## AIM OF THE TASK
Write each line word for word, from the line that contains "impl WorkerSpawner for NullSpawner" through the last line of the material below.

----------

// SPDX-License-Identifier: BUSL-1.1
// Copyright (c) 2026 Alfred Jean LLC

//! Detached worker processes.
//!
//! The heartbeat emitter and crash watcher outlive the process that spawned
//! them: they are re-execs of the current binary with hidden subcommands,
//! placed in their own process group with stdio pointed at per-session log
//! files. The spawner is a trait so engine logic is testable without
//! forking real processes.

use crate::error::EngineError;
use coders_core::SessionId;
use std::os::unix::process::CommandExt;
use std::path::Path;
use std::process::{Command, Stdio};

/// Spawns detached worker processes for a session.
pub trait WorkerSpawner: Clone + Send + Sync + 'static {
    fn spawn_heartbeat(&self, session_id: &SessionId) -> Result<(), EngineError>;

    fn spawn_watcher(&self, session_id: &SessionId) -> Result<(), EngineError>;
}

/// Re-exec the current binary with `args`, detached, logging to `log_path`.
///
/// Returns the child pid. The child is in a new process group so it
/// survives the parent's exit and terminal signals.
pub fn spawn_detached(args: &[String], log_path: &Path) -> std::io::Result<u32> {
    if let Some(parent) = log_path.parent() {
        std::fs::create_dir_all(parent)?;
    }
    let log = std::fs::OpenOptions::new()
        .create(true)
        .append(true)
        .open(log_path)?;
    let log_err = log.try_clone()?;

    let exe = std::env::current_exe()?;
    let child = Command::new(exe)
        .args(args)
        .stdin(Stdio::null())
        .stdout(log)
        .stderr(log_err)
        .process_group(0)
        .spawn()?;

    Ok(child.id())
}

/// Production spawner: re-execs the current binary.
#[derive(Clone, Copy, Default)]
pub struct ExecSpawner;

impl ExecSpawner {
    pub fn new() -> Self {
        Self
    }

    fn spawn_worker(&self, subcommand: &str, session_id: &SessionId) -> Result<(), EngineError> {
        let args = vec![
            subcommand.to_string(),
            "--session".to_string(),
            session_id.to_string(),
        ];
        let log_path = crate::paths::worker_log(session_id, subcommand);
        let pid = spawn_detached(&args, &log_path)?;
        tracing::info!(session_id = %session_id, pid, worker = subcommand, "spawned detached worker");
        Ok(())
    }
}

impl WorkerSpawner for ExecSpawner {
    fn spawn_heartbeat(&self, session_id: &SessionId) -> Result<(), EngineError> {
        self.spawn_worker("heartbeat", session_id)
    }

    fn spawn_watcher(&self, session_id: &SessionId) -> Result<(), EngineError> {
        self.spawn_worker("watch", session_id)
    }
}

/// No-op spawner for tests and for contexts that manage their own workers.
#[derive(Clone, Copy, Default)]
pub struct NullSpawner;

impl WorkerSpawner for NullSpawner {
    fn spawn_heartbeat(&self, _session_id: &SessionId) -> Result<(), EngineError> {
        Ok(())
    }

    fn spawn_watcher(&self, _session_id: &SessionId) -> Result<(), EngineError> {
        Ok(())
    }
}

#[cfg(test)]
#[path = "detach_tests.rs"]
mod tests;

----------

## SOLUTION
impl WorkerSpawner for NullSpawner {
    fn spawn_heartbeat(&self, _session_id: &SessionId) -> Result<(), EngineError> {
        Ok(())
    }

    fn spawn_watcher(&self, _session_id: &SessionId) -> Result<(), EngineError> {
        Ok(())
    }
}

#[cfg(test)]
#[path = "detach_tests.rs"]
mod tests;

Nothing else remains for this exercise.